Maintenance of diversity - coexistence in ecological communities. The diversity we observe in the natural world represents the outcome of multiple interactions between species and in relation to the abiotic environment. Ecologists have long been interested in mechanisms that allow species with similar requirements to co-occur in space and time.
I study some of the many ways in which competitive interactions can be altered to increase (or decrease) the chance that species will coexistence.
Variation between individuals of the same species, such as caused by local adaptation, phenotypic plasticity, and maternal effects, may alter the likelihood that a species can establish in a community. This has clear implications for predicting invasion, range shifts and climate change. We are using Daphnia magna and other zooplankton to explore the implications of maternal effects for coexistence and use theory, field work, and experiments to predict when such forms of non-genetic phenotypic differences may be important for community dynamics.

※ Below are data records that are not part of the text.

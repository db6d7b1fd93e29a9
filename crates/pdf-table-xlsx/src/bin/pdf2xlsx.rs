use std::path::PathBuf;
use std::process::ExitCode;
use std::str::FromStr;

use anyhow::{Context, Result, anyhow};
use clap::{Args, Parser, Subcommand};
use pdf_table_xlsx::{
    ExtractOptions, ExtractionReport, PageSelection, PdfDocument, convert_pdf_to_xlsx,
};
use tracing_subscriber::EnvFilter;

#[derive(Debug, Parser)]
#[command(
    name = "pdf2xlsx",
    version,
    about = "Extract tables from text PDFs into an Excel workbook"
)]
struct Cli {
    #[command(subcommand)]
    command: Commands,
}

#[derive(Debug, Subcommand)]
enum Commands {
    /// Print the number of pages in the PDF.
    Pages(PagesArgs),
    /// Extract tables and write them to an .xlsx workbook.
    Extract(ExtractArgs),
}

#[derive(Debug, Args)]
struct PagesArgs {
    /// Input PDF path.
    #[arg(short, long)]
    input: PathBuf,
}

#[derive(Debug, Args)]
struct ExtractArgs {
    /// Input PDF path.
    #[arg(short, long)]
    input: PathBuf,

    /// Output workbook path.
    #[arg(short, long, default_value = pdf_table_xlsx::XLSX_FILE_NAME)]
    output: PathBuf,

    /// Page selection like 1-3,5. Defaults to every page.
    #[arg(long)]
    pages: Option<String>,

    /// Write one sheet per page instead of a single Combined sheet.
    #[arg(long)]
    per_page: bool,

    /// Minimum rows (header included) for a grid to count as a table.
    #[arg(long, default_value_t = 2)]
    min_rows: usize,

    /// Minimum dominant column count for a grid to count as a table.
    #[arg(long, default_value_t = 2)]
    min_cols: usize,

    /// List every skipped or failed page.
    #[arg(short, long)]
    verbose: bool,
}

fn parse_options(args: &ExtractArgs) -> Result<ExtractOptions> {
    let pages = args
        .pages
        .as_deref()
        .map(PageSelection::from_str)
        .transpose()
        .map_err(|error| anyhow!("invalid page selection: {error}"))
        .context("failed to parse --pages")?;

    Ok(ExtractOptions {
        pages,
        min_rows: args.min_rows,
        min_cols: args.min_cols,
        combine: !args.per_page,
    })
}

fn log_report(report: &ExtractionReport, verbose: bool) {
    let summary = report.summary;
    eprintln!(
        "extracted {} table(s) from {} page(s): {} row(s), up to {} column(s)",
        summary.table_count, report.page_count, summary.total_rows, summary.max_columns
    );

    let failures = report
        .issues
        .iter()
        .filter(|issue| issue.code.is_failure())
        .count();
    if failures > 0 {
        eprintln!("warning: could not extract {failures} page(s)");
    }
    if verbose {
        for issue in &report.issues {
            eprintln!("  - {issue}");
        }
    }
}

fn run_pages(args: &PagesArgs) -> Result<u32> {
    let document = PdfDocument::from_path(&args.input)
        .with_context(|| format!("failed to open '{}'", args.input.display()))?;
    Ok(document.page_count())
}

fn run_extract(args: &ExtractArgs) -> Result<ExtractionReport> {
    let options = parse_options(args)?;
    convert_pdf_to_xlsx(&args.input, &args.output, &options)
        .with_context(|| format!("failed to extract tables from '{}'", args.input.display()))
}

fn main() -> ExitCode {
    let env_filter =
        EnvFilter::try_from_default_env().unwrap_or_else(|_| EnvFilter::new("pdf_table_xlsx=warn"));
    tracing_subscriber::fmt()
        .with_env_filter(env_filter)
        .with_writer(std::io::stderr)
        .without_time()
        .init();

    let cli = Cli::parse();
    match cli.command {
        Commands::Pages(args) => match run_pages(&args) {
            Ok(count) => {
                println!("{count}");
                ExitCode::SUCCESS
            }
            Err(error) => {
                eprintln!("error: {error:#}");
                ExitCode::from(1)
            }
        },
        Commands::Extract(args) => match run_extract(&args) {
            Ok(report) => {
                log_report(&report, args.verbose);
                if report.written {
                    println!("{}", args.output.display());
                    ExitCode::SUCCESS
                } else {
                    eprintln!("error: no tables found on the selected pages");
                    ExitCode::from(2)
                }
            }
            Err(error) => {
                eprintln!("error: {error:#}");
                ExitCode::from(1)
            }
        },
    }
}
use std::io;

use thiserror::Error;

#[derive(Debug, Error)]
pub enum ExtractError {
    #[error("I/O error: {0}")]
    Io(#[from] io::Error),

    #[error("failed to load PDF: {0}")]
    PdfLoad(#[from] lopdf::Error),

    #[error("page {page} does not exist (document has {page_count} page(s))")]
    PageNotFound { page: u32, page_count: u32 },

    #[error("failed to read content of page {page}: {reason}")]
    PageContent { page: u32, reason: String },

    #[error("workbook write error: {0}")]
    Xlsx(#[from] rust_xlsxwriter::XlsxError),

    #[error("sheet '{sheet}' exceeds worksheet row or column limits")]
    SheetTooLarge { sheet: String },

    #[error("invalid option: {0}")]
    InvalidOption(String),

    #[error("no tables found on the selected pages")]
    NoTablesFound,
}
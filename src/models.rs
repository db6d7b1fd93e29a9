use pdf_table_xlsx::{ExtractionRun, PageIssue, PageResult, RunSummary};
use serde::{Deserialize, Serialize};

/// Largest PDF body the worker accepts. The parsed document and the
/// workbook must fit beside it in the isolate's 128 MB heap.
pub const MAX_PDF_BYTES: usize = 25 * 1024 * 1024;
/// Rows per table included in JSON previews.
pub const PREVIEW_ROW_LIMIT: usize = 50;

#[derive(Debug, Clone, Serialize, Deserialize, PartialEq, Eq)]
pub struct PageCountResponse {
    pub page_count: u32,
}

#[derive(Debug, Clone, Serialize, Deserialize, PartialEq, Eq)]
pub struct TablePreview {
    pub page: u32,
    pub headers: Vec<String>,
    pub rows: Vec<Vec<String>>,
    pub row_count: usize,
    pub truncated: bool,
}

impl TablePreview {
    #[must_use]
    pub fn from_result(result: &PageResult, row_limit: usize) -> Self {
        let row_count = result.table.row_count();
        Self {
            page: result.page,
            headers: result.table.headers.clone(),
            rows: result.table.rows.iter().take(row_limit).cloned().collect(),
            row_count,
            truncated: row_count > row_limit,
        }
    }
}

#[derive(Debug, Clone, Serialize, Deserialize, PartialEq, Eq)]
pub struct IssueItem {
    pub page: u32,
    pub code: String,
    pub message: String,
}

impl From<&PageIssue> for IssueItem {
    fn from(issue: &PageIssue) -> Self {
        Self {
            page: issue.page,
            code: issue.code.as_str().to_string(),
            message: issue.message.clone(),
        }
    }
}

#[derive(Debug, Clone, Copy, Serialize, Deserialize, PartialEq, Eq)]
pub struct SummaryItem {
    pub tables_extracted: usize,
    pub total_rows: usize,
    pub max_columns: usize,
}

impl From<RunSummary> for SummaryItem {
    fn from(summary: RunSummary) -> Self {
        Self {
            tables_extracted: summary.table_count,
            total_rows: summary.total_rows,
            max_columns: summary.max_columns,
        }
    }
}

#[derive(Debug, Clone, Serialize, Deserialize, PartialEq, Eq)]
pub struct TablesResponse {
    pub page_count: u32,
    pub summary: SummaryItem,
    pub tables: Vec<TablePreview>,
    pub issues: Vec<IssueItem>,
}

impl TablesResponse {
    #[must_use]
    pub fn from_run(run: &ExtractionRun, row_limit: usize) -> Self {
        Self {
            page_count: run.page_count,
            summary: run.summary().into(),
            tables: run
                .tables
                .iter()
                .map(|result| TablePreview::from_result(result, row_limit))
                .collect(),
            issues: run.issues.iter().map(IssueItem::from).collect(),
        }
    }
}

#[derive(Debug, Clone, Serialize, Deserialize, PartialEq, Eq)]
pub struct ErrorResponse {
    pub code: String,
    pub message: String,
}
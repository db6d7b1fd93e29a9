use std::fmt::{Display, Formatter};

use pdf_table_xlsx::ExtractError;
use worker::{Response, Result};

use crate::models::ErrorResponse;

#[derive(Debug)]
pub enum ApiError {
    BadRequest(String),
    PayloadTooLarge(String),
    NotFound(String),
    Parse(String),
    Internal(String),
}

impl ApiError {
    pub fn code(&self) -> &'static str {
        match self {
            Self::BadRequest(_) => "bad_request",
            Self::PayloadTooLarge(_) => "payload_too_large",
            Self::NotFound(_) => "not_found",
            Self::Parse(_) => "parse_error",
            Self::Internal(_) => "internal_error",
        }
    }

    pub fn message(&self) -> &str {
        match self {
            Self::BadRequest(message)
            | Self::PayloadTooLarge(message)
            | Self::NotFound(message)
            | Self::Parse(message)
            | Self::Internal(message) => message,
        }
    }

    pub fn status_code(&self) -> u16 {
        match self {
            Self::BadRequest(_) => 400,
            Self::NotFound(_) => 404,
            Self::PayloadTooLarge(_) => 413,
            Self::Parse(_) => 422,
            Self::Internal(_) => 500,
        }
    }

    pub fn into_response(self) -> Result<Response> {
        let mut response = Response::from_json(&ErrorResponse {
            code: self.code().to_string(),
            message: self.message().to_string(),
        })?;
        response.headers_mut().set("Cache-Control", "no-store")?;
        Ok(response.with_status(self.status_code()))
    }
}

impl Display for ApiError {
    fn fmt(&self, f: &mut Formatter<'_>) -> std::fmt::Result {
        write!(f, "{}: {}", self.code(), self.message())
    }
}

impl std::error::Error for ApiError {}

impl From<worker::Error> for ApiError {
    fn from(error: worker::Error) -> Self {
        Self::Internal(error.to_string())
    }
}

impl From<std::num::ParseIntError> for ApiError {
    fn from(error: std::num::ParseIntError) -> Self {
        Self::BadRequest(error.to_string())
    }
}

impl From<ExtractError> for ApiError {
    fn from(error: ExtractError) -> Self {
        match error {
            ExtractError::PdfLoad(_) => Self::Parse(format!("not a readable PDF: {error}")),
            ExtractError::InvalidOption(_) => Self::BadRequest(error.to_string()),
            ExtractError::NoTablesFound => Self::NotFound(error.to_string()),
            _ => Self::Internal(error.to_string()),
        }
    }
}
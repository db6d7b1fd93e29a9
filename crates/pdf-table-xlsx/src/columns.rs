use std::collections::{HashMap, HashSet};

pub const UNNAMED_COLUMN: &str = "Unnamed";

/// Fills blank header candidates and suffixes repeats with `_1`, `_2`, ...
///
/// Output has the same length and order as the input, with no empty and no
/// duplicate names. A generated suffix that collides with a name already in
/// use is skipped in favor of the next free counter.
#[must_use]
pub fn normalize_headers<S: AsRef<str>>(candidates: &[Option<S>]) -> Vec<String> {
    let mut counters: HashMap<String, usize> = HashMap::new();
    let mut used: HashSet<String> = HashSet::with_capacity(candidates.len());
    let mut out = Vec::with_capacity(candidates.len());

    for candidate in candidates {
        let name = match candidate.as_ref().map(|value| value.as_ref()) {
            Some(value) if !value.trim().is_empty() => value.to_string(),
            _ => UNNAMED_COLUMN.to_string(),
        };

        if used.insert(name.clone()) {
            counters.entry(name.clone()).or_insert(0);
            out.push(name);
            continue;
        }

        let counter = counters.entry(name.clone()).or_insert(0);
        let renamed = loop {
            *counter += 1;
            let renamed = format!("{name}_{counter}");
            if used.insert(renamed.clone()) {
                break renamed;
            }
        };
        out.push(renamed);
    }

    out
}

/// Convenience for header rows where every cell is present.
#[must_use]
pub fn normalize_header_strings<S: AsRef<str>>(candidates: &[S]) -> Vec<String> {
    let wrapped = candidates.iter().map(Some).collect::<Vec<_>>();
    normalize_headers(&wrapped)
}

Other work on coexistence in ecological communities:
—With Marc Cadotte, the role of variability in fire events in maintaining Mediterranean shrub diversity and the implications of this for fire management.
—With Tadashi Fukami, using microbial microcosms, examined whether abiotic variability can alter the effects of arrival order (priority effects).
—With Peter Abrams and Ben Gilbert, explored whether the storage effect (a common variability-dependent coexistence mechanism) is expected to evolve in response to temporal variation.
Quantifying diversity. Diversity has many forms beyond species richness. Global changes in climate and habitat destruction makes conservation science a balancing act between limited resources and seemingly unlimited demand. As such, we must prioritize both species, and the underlying genetic and functional diversity they encompass.
My particular focus has been on understanding how evolutionary history is distributed through space, how evolutionary history (e.g. phylogenetic diversity) relates to taxonomic richness and thus its values for conservation prioritization, and most importantly how to correctly interpret and apply measures of evolutionary history.
Current work with sPhy a iDiv-sponsored working group, aims to make sense of the massive number of phylogenetic metrics currently being used in ecology and conservation biology. We emphasize correct interpretation and application of metrics with reference to evolutionary history.
sPhy: Caroline Tucker, Marc W. Cadotte, Silvia B. Carvalho, Jonathan Davies, Simon Ferrier, Susanne A. Fritz, Rich Grenyer, Matthew R. Helmus, Lanna S. Jin, Arne O. Mooers, Sandrine Pavoine, Oliver Purschke, David W. Redding, Dan. F. Rosauer, Marten Winter, Florent Mazel.
—In Tucker et al. (2012), my coauthors and I contest the idea that species richness is a useful proxy for phylogenetic diversity, as is sometimes contended. For example, our work shows that phylogenetic and species diversity varied spatially in the Cape Floristic Region of South Africa, and particularly varied in terms of how well different components of diversity were represented in existing reserves.
Proteaceae species richness (top) compared to phylogenetic diversity (bottom) in the Cape Floristic Region, SA.
—Further work has focused on developing a more mechanistic understanding of the relationship between species richness and phylogenetic diversity, as well as other metrics of diversity. Marc Cadotte and I develop a framework that predicts how different diversity prioritization metrics (species richness, phylogenetic diversity, and abundance-weighted versions of these metrics) are related to one another, showing that there are clear expectations based on the evolutionary history of the region, size of the regional species pool, and spatial distribution of diversity.